No caso da Verzani & Sandrini, líder no segmento de facilities e segurança em shoppings, para se adequar à LGPD, houve a criação de um comitê especializado. A empresa vem investindo em processos, mapeamentos, sistemas, treinamentos, formalização de documentos, conscientização de fornecedores, colaboradores e clientes. “Na operação, desenvolvemos novos protocolos e investimos, principalmente, em recursos de proteção sistêmica para impedir vazamentos de dados dos sistemas de segurança eletrônica. Uma nova camada de softwares de proteção contra invasões a banco de dados foi adotada”, diz o diretor executivo.
De acordo com o CEO da Retina, atender às normas da LGPD no momento em que se quer criar uma base de dados é tanto responsabilidade de empresas que oferecem serviços de reconhecimento facial quanto do shopping. “No caso da Retina, somos certificados pelo RGPD (Regulamento Geral sobre a Proteção de Dados), a mãe da LGPD. Também somos auditados há três anos, o que faz com que estejamos dentro do compliance das normas brasileiras e europeias, que preserva o direito do algoritmo gerado ser esquecido.”
Larrucea também reforça que a RealNetworks tem a privacidade na arquitetura da ferramenta. “Ela vem com uma definição que prepondera a salvaguarda dos dados pessoais. Está na idiossincrasia. Para quem tem essa sensibilidade sobre os dados é um divisor de águas, algumas empresas não têm esse cuidado.”
Colaboração mútua
A parceria com a segurança pública sempre existiu no setor de shopping center. Segundo Pampurre, ela deve ser ininterrupta e contínua, independentemente do momento econômico, político, social ou epidêmico que o país se encontre. “É imprescindível e vou além, é vital que shopping center, Segurança Pública, Defesa Civil e outros órgãos públicos se relacionem. Essas esferas devem articular e suportar umas às outras de forma legítima, republicana e à luz das legislações e políticas anticorrupções de cada empresa, garantindo a presença do Estado no entorno dos shopping centers que recebem diariamente milhões de visitantes em todo o país.”

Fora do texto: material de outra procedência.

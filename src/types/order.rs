//! Order side and the limit order itself.
//!
//! ## Volume semantics
//!
//! `Order::volume` is the *live remaining* volume. Partial fills decrement
//! it in place while the order keeps its position in the price level's FIFO
//! queue; it never reaches zero while the order rests on the book.

use crate::types::{ClientId, OrderId, OrderKey, Price, Volume};

// ============================================================================
// Side enum
// ============================================================================

/// Order side: Buy or Sell
#[derive(Debug, Clone, Copy, PartialEq, Eq, Hash)]
pub enum Side {
    /// Buy order (bid) - wants to purchase the instrument
    Buy,
    /// Sell order (ask) - wants to sell the instrument
    Sell,
}

impl Side {
    /// Returns the opposite side
    ///
    /// # Example
    ///
    /// ```
    /// use matchbook::Side;
    ///
    /// assert_eq!(Side::Buy.opposite(), Side::Sell);
    /// assert_eq!(Side::Sell.opposite(), Side::Buy);
    /// ```
    pub fn opposite(self) -> Self {
        match self {
            Side::Buy => Side::Sell,
            Side::Sell => Side::Buy,
        }
    }
}

// ============================================================================
// Order struct
// ============================================================================

/// A limit order: an intent to trade up to `volume` lots at `price` or better.
///
/// ## Identity
///
/// Orders are identified by `(client, order_id)`; the id is unique per
/// client only. The book rejects a submission whose key already identifies
/// a resting order.
///
/// ## Example
///
/// ```
/// use matchbook::{Order, Side};
///
/// // Alice (client 1) buys 100 lots at 150
/// let order = Order::new(1, "ABC", Side::Buy, 150, 100, 7);
/// assert_eq!(order.key(), (1, 7));
/// ```
#[derive(Debug, Clone, PartialEq, Eq)]
pub struct Order {
    /// Identity of the submitting party
    pub client: ClientId,

    /// Instrument identifier. One book serves one instrument, so this is
    /// carried but never consulted by the matching logic.
    pub product: String,

    /// Buy or Sell
    pub side: Side,

    /// Limit price in ticks
    pub price: Price,

    /// Remaining volume in lots (strictly positive while resting)
    pub volume: Volume,

    /// Order identifier, unique per client
    pub order_id: OrderId,
}

impl Order {
    /// Create a new limit order
    ///
    /// # Arguments
    ///
    /// * `client` - Identity of the submitting party
    /// * `product` - Instrument identifier
    /// * `side` - Buy or Sell
    /// * `price` - Limit price in ticks
    /// * `volume` - Quantity in lots
    /// * `order_id` - Identifier unique per client
    pub fn new(
        client: ClientId,
        product: impl Into<String>,
        side: Side,
        price: Price,
        volume: Volume,
        order_id: OrderId,
    ) -> Self {
        Self {
            client,
            product: product.into(),
            side,
            price,
            volume,
            order_id,
        }
    }

    /// The `(client, order_id)` pair identifying this order on the book
    #[inline]
    pub fn key(&self) -> OrderKey {
        (self.client, self.order_id)
    }
}

// ============================================================================
// Unit Tests
// ============================================================================
//! Error type for order submission.
//!
//! Only malformed submissions are recoverable errors; an empty trade list
//! or a zero-volume query answer is an ordinary successful result, and
//! cancelling an order that is not resting is a caller bug that fails fast
//! (see [`OrderBook::cancel`](crate::OrderBook::cancel)).

use thiserror::Error;

use crate::types::{ClientId, OrderId, Volume};

/// Reasons a submission is rejected before touching the book.
#[derive(Debug, Clone, PartialEq, Eq, Error)]
pub enum BookError {
    /// Orders must carry strictly positive volume.
    #[error("order volume must be positive, got {0}")]
    NonPositiveVolume(Volume),

    /// The `(client, order_id)` pair already identifies a resting order.
    #[error("client {client} already has resting order {order_id}")]
    DuplicateOrder {
        /// Identity of the submitting party
        client: ClientId,
        /// The order id already in use by that client
        order_id: OrderId,
    },
}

É comum os gestores de segurança se reunirem também com autoridades da segurança pública local. Algumas vezes, esses encontros são feitos com todos os shoppings do entorno. “Trocamos informações, falamos sobre ocorrências e essa proximidade com o setor público sempre é muito produtiva porque discutimos ainda protocolos de atendimento e cooperação”, diz Junior. É união entre público e privado com um só objetivo: a segurança de pessoas e patrimonial.